Sunday, July 25, 2010

Crazy lady

I'm having a moment. I don't think I have any stories, tryings, hopings or wishings except akshully I do have all of the above and I wish I didn't. Crazy-lady is crazy.

How can I turn off my brain?? I just don't know.  What I do know is that if you google "sore breasts, nausea and burping" then the interwebs thinks you are baking a bun. Except I know that most likely I am not, but my heart hopes I am wrong and so I have been having an endless, unsatisfying argument with myself that goes a little something like this.

"Maybe I could get pregnant."

"Just stop it."

"You never know, stranger things have happened - like that girl with no external genitalia who gave her boyfriend head and then got stabbed and then had a c-section to deliver a healthy baby boy."

"Shut-up."

"But my boobs are sore and today I'm nauseous."

"Yes and your period is due tomorrow or the next day so your progesterone levels are high and you know that both Mum and the Perfect Princess were queasy yesterday - it's a bug".

"But, maybe..."

"But nothing.  Just shut the fuck up already!"

I'm a crazy woman, honest-to-god, some of these conversations have occurred aloud because somehow I muct figure I can get through to myself better if I talk aloud.
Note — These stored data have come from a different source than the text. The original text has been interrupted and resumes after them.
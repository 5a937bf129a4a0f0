//! Review Service
//!
//! Sends one feedback item at a time to the review gateway and stores the
//! result through the [`FeedbackStore`]. While a review is outstanding its id
//! is held as the analyzing token and any further request is refused.

use std::sync::{Arc, Mutex as StdMutex};

use folio_core::analysis::AnalysisResult;
use folio_core::error::{FolioError, Result};
use folio_core::notifier::Notifier;
use folio_core::review::{ReviewGateway, ReviewRequest};
use tokio::sync::Mutex;

use crate::feedback_store::FeedbackStore;

pub struct ReviewService {
    gateway: Arc<dyn ReviewGateway>,
    store: Arc<Mutex<FeedbackStore>>,
    notifier: Arc<dyn Notifier>,
    analyzing_id: StdMutex<Option<String>>,
}

/// Clears the analyzing token when the review finishes, however it finishes.
struct AnalyzingGuard<'a> {
    slot: &'a StdMutex<Option<String>>,
}

impl Drop for AnalyzingGuard<'_> {
    fn drop(&mut self) {
        *self
            .slot
            .lock()
            .unwrap_or_else(|poisoned| poisoned.into_inner()) = None;
    }
}

impl ReviewService {
    pub fn new(
        gateway: Arc<dyn ReviewGateway>,
        store: Arc<Mutex<FeedbackStore>>,
        notifier: Arc<dyn Notifier>,
    ) -> Self {
        Self {
            gateway,
            store,
            notifier,
            analyzing_id: StdMutex::new(None),
        }
    }

    /// The id currently being reviewed, if any.
    pub fn analyzing_id(&self) -> Option<String> {
        self.analyzing_id
            .lock()
            .unwrap_or_else(|poisoned| poisoned.into_inner())
            .clone()
    }

    fn claim(&self, id: &str) -> Result<AnalyzingGuard<'_>> {
        let mut slot = self
            .analyzing_id
            .lock()
            .unwrap_or_else(|poisoned| poisoned.into_inner());
        if let Some(current) = slot.as_ref() {
            return Err(FolioError::ReviewInProgress(current.clone()));
        }
        *slot = Some(id.to_string());
        Ok(AnalyzingGuard {
            slot: &self.analyzing_id,
        })
    }

    /// Reviews the current user's feedback item `id` and saves the analysis.
    ///
    /// Every failure is also reported through the notifier. The store lock is
    /// not held while the gateway call is outstanding, so the item is looked up
    /// again before saving and a result for a deleted item is dropped.
    pub async fn review(&self, id: &str) -> Result<AnalysisResult> {
        let _guard = match self.claim(id) {
            Ok(guard) => guard,
            Err(e) => {
                self.notifier
                    .error("Another review is still running. Please wait for it to finish.");
                return Err(e);
            }
        };

        let content = self.store.lock().await.feedback_content(id);
        let Some(content) = content else {
            self.notifier.error(&format!("Feedback {id} not found"));
            return Err(FolioError::not_found("feedback", id));
        };

        tracing::info!("[ReviewService] Reviewing feedback {}", id);
        let analysis = match self.gateway.review(ReviewRequest::new(content)).await {
            Ok(analysis) => analysis,
            Err(e) => {
                tracing::warn!("[ReviewService] Review of {} failed: {}", id, e);
                self.notifier.error(&format!("AI review failed: {e}"));
                return Err(e);
            }
        };

        let mut store = self.store.lock().await;
        if store.feedback_content(id).is_none() {
            tracing::info!("[ReviewService] Feedback {} was deleted during review", id);
            self.notifier.error(&format!("Feedback {id} was deleted; analysis discarded"));
            return Err(FolioError::not_found("feedback", id));
        }
        if !store.save_analysis(id, analysis.clone()) {
            return Err(FolioError::storage(format!(
                "Analysis for {id} could not be saved"
            )));
        }

        Ok(analysis)
    }
}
In other crazy-lady news I'm thinking of starting my Masters next year. I've had all my plans smashed into tiny pieces and I've been feeling a bit lost without plans for the future.  I'm worried that if I don't get a move-on and finish doing something with this psych major then I'll never have a proper career. And if I can't have a baby then I better have a fucking good career instead.  Problem being that I am scarred from this last year of writing and IVFing and grieving and so I'm quite put off writing. In my investigations I've discovered that possibly the easiest way for me to get certified (short of more talk-aloud conversations in public accompanied by nudity and knives) is to do a Masters of Psychology (Developmental and Educational).  It's still a shitload of writing all up but the thesis is only 9000-16000 words instead of 60,000. Which sounds vaguely doable.

I shall continue pondering and talking to myself.


By the way - I caved and gazed at a negative pee-stick just now (late at night on CD13) for the first time in 7 months - I'd broken that darn habit. Fucking stupid sore boobs and sicky-tummy.

8 comments:

  1. You are not crazy, think about how hard it is to totally shift your mind set from babies to something else. I hate that our bodies and minds play games with us like this. I do find though in the months that we are really not trying, I pay way less attention to those symptoms to the point where I do not think about my period until the day it is arriving. it is very freeing.
    Hang in there and good luck with frad school applications.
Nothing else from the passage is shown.